--- DATASET EXTRACT Enclosed Below ---

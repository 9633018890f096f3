//! Statement parsing.
//!
//! Supported statements:
//! - Assignment: `x := expr` or `x := "text"`
//! - `if cond then ... end if` and `if cond then ... else ... end if`
//! - `while cond loop ... end loop`
//! - `do ... until cond`
//! - `for (assign; cond; assign) do ... end loop`
//! - Procedure call: `call name(a, b)`

use crate::lexer::TokenKind;
use crate::parser::event::Rule;
use crate::parser::sink::EventSink;
use crate::parser::source::TokenSource;

use super::super::{Abort, Parsed, Parser};

impl<S: TokenSource, K: EventSink> Parser<S, K> {
    /// Parse the top-level `begin` statement list `end`.
    pub(crate) fn statement_part(&mut self) -> Parsed {
        self.rule(Rule::StatementPart, |p| {
            p.accept(TokenKind::KwBegin)?;
            p.statement_list()?;
            p.accept(TokenKind::KwEnd)
        })
    }

    /// Parse statements separated by `;`.
    pub(crate) fn statement_list(&mut self) -> Parsed {
        self.rule(Rule::StatementList, |p| {
            p.statement()?;
            while p.at(TokenKind::Semicolon) {
                p.accept(TokenKind::Semicolon)?;
                p.statement()?;
            }
            Ok(())
        })
    }

    /// Parse a single statement, chosen by its leading symbol.
    pub(crate) fn statement(&mut self) -> Parsed {
        self.rule(Rule::Statement, |p| {
            match p.current() {
                TokenKind::Ident => p.assignment_statement()?,
                TokenKind::KwIf => p.if_statement()?,
                TokenKind::KwWhile => p.while_statement()?,
                TokenKind::KwCall => p.procedure_statement()?,
                TokenKind::KwDo => p.until_statement()?,
                TokenKind::KwFor => p.for_statement()?,
                _ => return Err(Abort::Mismatch),
            }
            Ok(())
        })
    }

    /// Parse assignment statement.
    pub(crate) fn assignment_statement(&mut self) -> Parsed {
        self.rule(Rule::AssignmentStatement, |p| {
            p.accept(TokenKind::Ident)?;
            p.accept(TokenKind::Assign)?;
            if p.at(TokenKind::StringLit) {
                p.accept(TokenKind::StringLit)
            } else {
                Ok(p.expression()?)
            }
        })
    }

    /// Parse IF statement.
    pub(crate) fn if_statement(&mut self) -> Parsed {
        self.rule(Rule::IfStatement, |p| {
            p.accept(TokenKind::KwIf)?;
            p.condition()?;
            p.accept(TokenKind::KwThen)?;
            p.statement_list()?;

            if !p.at(TokenKind::KwEnd) {
                p.accept(TokenKind::KwElse)?;
                p.statement_list()?;
            }

            p.accept(TokenKind::KwEnd)?;
            p.accept(TokenKind::KwIf)
        })
    }

    /// Parse WHILE statement.
    pub(crate) fn while_statement(&mut self) -> Parsed {
        self.rule(Rule::WhileStatement, |p| {
            p.accept(TokenKind::KwWhile)?;
            p.condition()?;
            p.accept(TokenKind::KwLoop)?;
            p.statement_list()?;
            p.accept(TokenKind::KwEnd)?;
            p.accept(TokenKind::KwLoop)
        })
    }

    /// Parse DO ... UNTIL statement.
    pub(crate) fn until_statement(&mut self) -> Parsed {
        self.rule(Rule::UntilStatement, |p| {
            p.accept(TokenKind::KwDo)?;
            p.statement_list()?;
            p.accept(TokenKind::KwUntil)?;
            Ok(p.condition()?)
        })
    }

    /// Parse FOR statement.
    pub(crate) fn for_statement(&mut self) -> Parsed {
        self.rule(Rule::ForStatement, |p| {
            p.accept(TokenKind::KwFor)?;
            p.accept(TokenKind::LParen)?;
            p.assignment_statement()?;
            p.accept(TokenKind::Semicolon)?;
            p.condition()?;
            p.accept(TokenKind::Semicolon)?;
            p.assignment_statement()?;
            p.accept(TokenKind::RParen)?;
            p.accept(TokenKind::KwDo)?;
            p.statement_list()?;
            p.accept(TokenKind::KwEnd)?;
            p.accept(TokenKind::KwLoop)
        })
    }

    /// Parse CALL statement.
    pub(crate) fn procedure_statement(&mut self) -> Parsed {
        self.rule(Rule::ProcedureStatement, |p| {
            p.accept(TokenKind::KwCall)?;
            p.accept(TokenKind::Ident)?;
            p.accept(TokenKind::LParen)?;
            p.argument_list()?;
            p.accept(TokenKind::RParen)
        })
    }

    /// Parse an argument list. Each `,` re-enters the rule, so every further
    /// argument nests one level deeper.
    pub(crate) fn argument_list(&mut self) -> Parsed {
        self.rule(Rule::ArgumentList, |p| {
            p.accept(TokenKind::Ident)?;
            if p.at(TokenKind::Comma) {
                p.accept(TokenKind::Comma)?;
                p.argument_list()?;
            }
            Ok(())
        })
    }
}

--- End of Enclosed DATASET EXTRACT ---

● **YOUR OBJECTIVE**
Your answer should be every line above that contains the word "statements".

● **EXERCISE ANSWER**
//! Supported statements:
    /// Parse statements separated by `;`.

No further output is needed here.